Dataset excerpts
//! # Row Records
//!
//! Serialization of a single table row to the variable-length byte record
//! stored inside data pages.
//!
//! ## Record Binary Layout
//!
//! ```text
//! Offset  Size      Field        Description
//! ------  --------  -----------  ----------------------------------------
//! 0       1         deleted      Tombstone flag (0 = live, 1 = deleted)
//! 1       8         field_count  Number of fields (u64 little-endian)
//! 9       8         field_len    Length of field 0 (u64 little-endian)
//! 17      var       field_bytes  UTF-8 text, no terminator
//! ...                            Repeated for each remaining field
//! ```
//!
//! All row values are stored as UTF-8 text regardless of the declared
//! column type. Length prefixes are fixed 64-bit little-endian words so
//! that page files written on one machine decode identically on another.
//!
//! ## Tombstones
//!
//! Deletion is logical: the flag byte flips to 1 and the record bytes stay
//! on their page until the page is rewritten. The flag is monotone, there
//! is no path that resets it.
//!
//! ## Failure Mode
//!
//! Decoding fails when any length prefix overruns the remaining buffer.
//! Callers scanning a page stop at the first record that fails to decode.

use eyre::{ensure, Result, WrapErr};
use zerocopy::little_endian::U64;
use zerocopy::{FromBytes, IntoBytes};

/// Width of every length prefix in the record format.
pub const LEN_PREFIX_SIZE: usize = size_of::<u64>();

/// A single table row: ordered text field values plus a tombstone flag.
#[derive(Debug, Clone, PartialEq, Eq)]
pub struct Row {
    values: Vec<String>,
    is_deleted: bool,
}

impl Row {
    pub fn new(values: Vec<String>) -> Self {
        Self {
            values,
            is_deleted: false,
        }
    }

    pub fn values(&self) -> &[String] {
        &self.values
    }

    pub fn into_values(self) -> Vec<String> {
        self.values
    }

    pub fn is_deleted(&self) -> bool {
        self.is_deleted
    }

    pub fn mark_deleted(&mut self) {
        self.is_deleted = true;
    }

    /// Encodes this row into the record format described in the module docs.
    pub fn serialize(&self) -> Vec<u8> {
        let payload: usize = self
            .values
            .iter()
            .map(|v| LEN_PREFIX_SIZE + v.len())
            .sum();
        let mut out = Vec::with_capacity(1 + LEN_PREFIX_SIZE + payload);

        out.push(self.is_deleted as u8);
        out.extend_from_slice(U64::new(self.values.len() as u64).as_bytes());
        for val in &self.values {
            out.extend_from_slice(U64::new(val.len() as u64).as_bytes());
            out.extend_from_slice(val.as_bytes());
        }
        out
    }

    /// Decodes a record produced by [`Row::serialize`].
    pub fn deserialize(data: &[u8]) -> Result<Self> {
        ensure!(!data.is_empty(), "row record is empty");
        let is_deleted = data[0] == 1;
        let mut pos = 1;

        let field_count = read_word(data, &mut pos)? as usize;
        ensure!(
            field_count <= (data.len() - pos) / LEN_PREFIX_SIZE,
            "field count {} exceeds record capacity ({} bytes left)",
            field_count,
            data.len() - pos
        );

        let mut values = Vec::with_capacity(field_count);
        for _ in 0..field_count {
            let len = read_word(data, &mut pos)? as usize;
            ensure!(
                len <= data.len() - pos,
                "field length {} overruns record ({} bytes left)",
                len,
                data.len() - pos
            );
            let text = String::from_utf8(data[pos..pos + len].to_vec())
                .wrap_err("row field is not valid UTF-8")?;
            values.push(text);
            pos += len;
        }

        Ok(Self { values, is_deleted })
    }
}

fn read_word(data: &[u8], pos: &mut usize) -> Result<u64> {
    ensure!(
        *pos + LEN_PREFIX_SIZE <= data.len(),
        "length prefix overruns record buffer at offset {}",
        *pos
    );
    let word = U64::read_from_bytes(&data[*pos..*pos + LEN_PREFIX_SIZE])
        .map_err(|e| eyre::eyre!("failed to read length prefix: {:?}", e))?;
    *pos += LEN_PREFIX_SIZE;
    Ok(word.get())
}

#[cfg(test)]
mod tests {
    use super::*;

    fn roundtrip(values: Vec<&str>) {
        let row = Row::new(values.iter().map(|v| v.to_string()).collect());
        let decoded = Row::deserialize(&row.serialize()).unwrap();
        assert_eq!(decoded.values(), row.values());
        assert!(!decoded.is_deleted());
    }

    #[test]
    fn serialize_deserialize_roundtrip() {
        roundtrip(vec!["1", "Alice", "20.5"]);
        roundtrip(vec![]);
        roundtrip(vec![""]);
        roundtrip(vec!["", "x", ""]);
        roundtrip(vec!["héllo wörld", "\u{1F980}"]);
    }

    #[test]
    fn tombstone_survives_roundtrip() {
        let mut row = Row::new(vec!["1".to_string(), "Bob".to_string()]);
        row.mark_deleted();
        let decoded = Row::deserialize(&row.serialize()).unwrap();
        assert!(decoded.is_deleted());
        assert_eq!(decoded.values(), row.values());
    }

    #[test]
    fn layout_is_little_endian_64_bit() {
        let row = Row::new(vec!["ab".to_string()]);
        let bin = row.serialize();
        assert_eq!(bin[0], 0);
        assert_eq!(&bin[1..9], &1u64.to_le_bytes());
        assert_eq!(&bin[9..17], &2u64.to_le_bytes());
        assert_eq!(&bin[17..], b"ab");
    }

    #[test]
    fn deserialize_rejects_truncated_prefix() {
        let row = Row::new(vec!["hello".to_string()]);
        let bin = row.serialize();
        assert!(Row::deserialize(&bin[..5]).is_err());
    }

    #[test]
    fn deserialize_rejects_overrunning_field_length() {
        let row = Row::new(vec!["hello".to_string()]);
        let mut bin = row.serialize();
        // Inflate the field length beyond the buffer.
        bin[9..17].copy_from_slice(&1000u64.to_le_bytes());
        assert!(Row::deserialize(&bin).is_err());
    }

    #[test]
    fn deserialize_rejects_empty_buffer() {
        assert!(Row::deserialize(&[]).is_err());
    }

    #[test]
    fn deserialize_rejects_absurd_field_count() {
        let mut bin = vec![0u8];
        bin.extend_from_slice(&u64::MAX.to_le_bytes());
        assert!(Row::deserialize(&bin).is_err());
    }
}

■ Problem
Every record above is to be restated exactly as it reads.

■ Answer area
//! # Row Records
//!
//! Serialization of a single table row to the variable-length byte record
//! stored inside data pages.
//!
//! ## Record Binary Layout
//!
//! ```text
//! Offset  Size      Field        Description
//! ------  --------  -----------  ----------------------------------------
//! 0       1         deleted      Tombstone flag (0 = live, 1 = deleted)
//! 1       8         field_count  Number of fields (u64 little-endian)
//! 9       8         field_len    Length of field 0 (u64 little-endian)
//! 17      var       field_bytes  UTF-8 text, no terminator
//! ...                            Repeated for each remaining field
//! ```
//!
//! All row values are stored as UTF-8 text regardless of the declared
//! column type. Length prefixes are fixed 64-bit little-endian words so
//! that page files written on one machine decode identically on another.
//!
//! ## Tombstones
//!
//! Deletion is logical: the flag byte flips to 1 and the record bytes stay
//! on their page until the page is rewritten. The flag is monotone, there
//! is no path that resets it.
//!
//! ## Failure Mode
//!
//! Decoding fails when any length prefix overruns the remaining buffer.
//! Callers scanning a page stop at the first record that fails to decode.

use eyre::{ensure, Result, WrapErr};
use zerocopy::little_endian::U64;
use zerocopy::{FromBytes, IntoBytes};

/// Width of every length prefix in the record format.
pub const LEN_PREFIX_SIZE: usize = size_of::<u64>();

/// A single table row: ordered text field values plus a tombstone flag.
#[derive(Debug, Clone, PartialEq, Eq)]
pub struct Row {
    values: Vec<String>,
    is_deleted: bool,
}

impl Row {
    pub fn new(values: Vec<String>) -> Self {
        Self {
            values,
            is_deleted: false,
        }
    }

    pub fn values(&self) -> &[String] {
        &self.values
    }

    pub fn into_values(self) -> Vec<String> {
        self.values
    }

    pub fn is_deleted(&self) -> bool {
        self.is_deleted
    }

    pub fn mark_deleted(&mut self) {
        self.is_deleted = true;
    }

    /// Encodes this row into the record format described in the module docs.
    pub fn serialize(&self) -> Vec<u8> {
        let payload: usize = self
            .values
            .iter()
            .map(|v| LEN_PREFIX_SIZE + v.len())
            .sum();
        let mut out = Vec::with_capacity(1 + LEN_PREFIX_SIZE + payload);

        out.push(self.is_deleted as u8);
        out.extend_from_slice(U64::new(self.values.len() as u64).as_bytes());
        for val in &self.values {
            out.extend_from_slice(U64::new(val.len() as u64).as_bytes());
            out.extend_from_slice(val.as_bytes());
        }
        out
    }

    /// Decodes a record produced by [`Row::serialize`].
    pub fn deserialize(data: &[u8]) -> Result<Self> {
        ensure!(!data.is_empty(), "row record is empty");
        let is_deleted = data[0] == 1;
        let mut pos = 1;

        let field_count = read_word(data, &mut pos)? as usize;
        ensure!(
            field_count <= (data.len() - pos) / LEN_PREFIX_SIZE,
            "field count {} exceeds record capacity ({} bytes left)",
            field_count,
            data.len() - pos
        );

        let mut values = Vec::with_capacity(field_count);
        for _ in 0..field_count {
            let len = read_word(data, &mut pos)? as usize;
            ensure!(
                len <= data.len() - pos,
                "field length {} overruns record ({} bytes left)",
                len,
                data.len() - pos
            );
            let text = String::from_utf8(data[pos..pos + len].to_vec())
                .wrap_err("row field is not valid UTF-8")?;
            values.push(text);
            pos += len;
        }

        Ok(Self { values, is_deleted })
    }
}

fn read_word(data: &[u8], pos: &mut usize) -> Result<u64> {
    ensure!(
        *pos + LEN_PREFIX_SIZE <= data.len(),
        "length prefix overruns record buffer at offset {}",
        *pos
    );
    let word = U64::read_from_bytes(&data[*pos..*pos + LEN_PREFIX_SIZE])
        .map_err(|e| eyre::eyre!("failed to read length prefix: {:?}", e))?;
    *pos += LEN_PREFIX_SIZE;
    Ok(word.get())
}

#[cfg(test)]
mod tests {
    use super::*;

    fn roundtrip(values: Vec<&str>) {
        let row = Row::new(values.iter().map(|v| v.to_string()).collect());
        let decoded = Row::deserialize(&row.serialize()).unwrap();
        assert_eq!(decoded.values(), row.values());
        assert!(!decoded.is_deleted());
    }

    #[test]
    fn serialize_deserialize_roundtrip() {
        roundtrip(vec!["1", "Alice", "20.5"]);
        roundtrip(vec![]);
        roundtrip(vec![""]);
        roundtrip(vec!["", "x", ""]);
        roundtrip(vec!["héllo wörld", "\u{1F980}"]);
    }

    #[test]
    fn tombstone_survives_roundtrip() {
        let mut row = Row::new(vec!["1".to_string(), "Bob".to_string()]);
        row.mark_deleted();
        let decoded = Row::deserialize(&row.serialize()).unwrap();
        assert!(decoded.is_deleted());
        assert_eq!(decoded.values(), row.values());
    }

    #[test]
    fn layout_is_little_endian_64_bit() {
        let row = Row::new(vec!["ab".to_string()]);
        let bin = row.serialize();
        assert_eq!(bin[0], 0);
        assert_eq!(&bin[1..9], &1u64.to_le_bytes());
        assert_eq!(&bin[9..17], &2u64.to_le_bytes());
        assert_eq!(&bin[17..], b"ab");
    }

    #[test]
    fn deserialize_rejects_truncated_prefix() {
        let row = Row::new(vec!["hello".to_string()]);
        let bin = row.serialize();
        assert!(Row::deserialize(&bin[..5]).is_err());
    }

    #[test]
    fn deserialize_rejects_overrunning_field_length() {
        let row = Row::new(vec!["hello".to_string()]);
        let mut bin = row.serialize();
        // Inflate the field length beyond the buffer.
        bin[9..17].copy_from_slice(&1000u64.to_le_bytes());
        assert!(Row::deserialize(&bin).is_err());
    }

    #[test]
    fn deserialize_rejects_empty_buffer() {
        assert!(Row::deserialize(&[]).is_err());
    }

    #[test]
    fn deserialize_rejects_absurd_field_count() {
        let mut bin = vec![0u8];
        bin.extend_from_slice(&u64::MAX.to_le_bytes());
        assert!(Row::deserialize(&bin).is_err());
    }
}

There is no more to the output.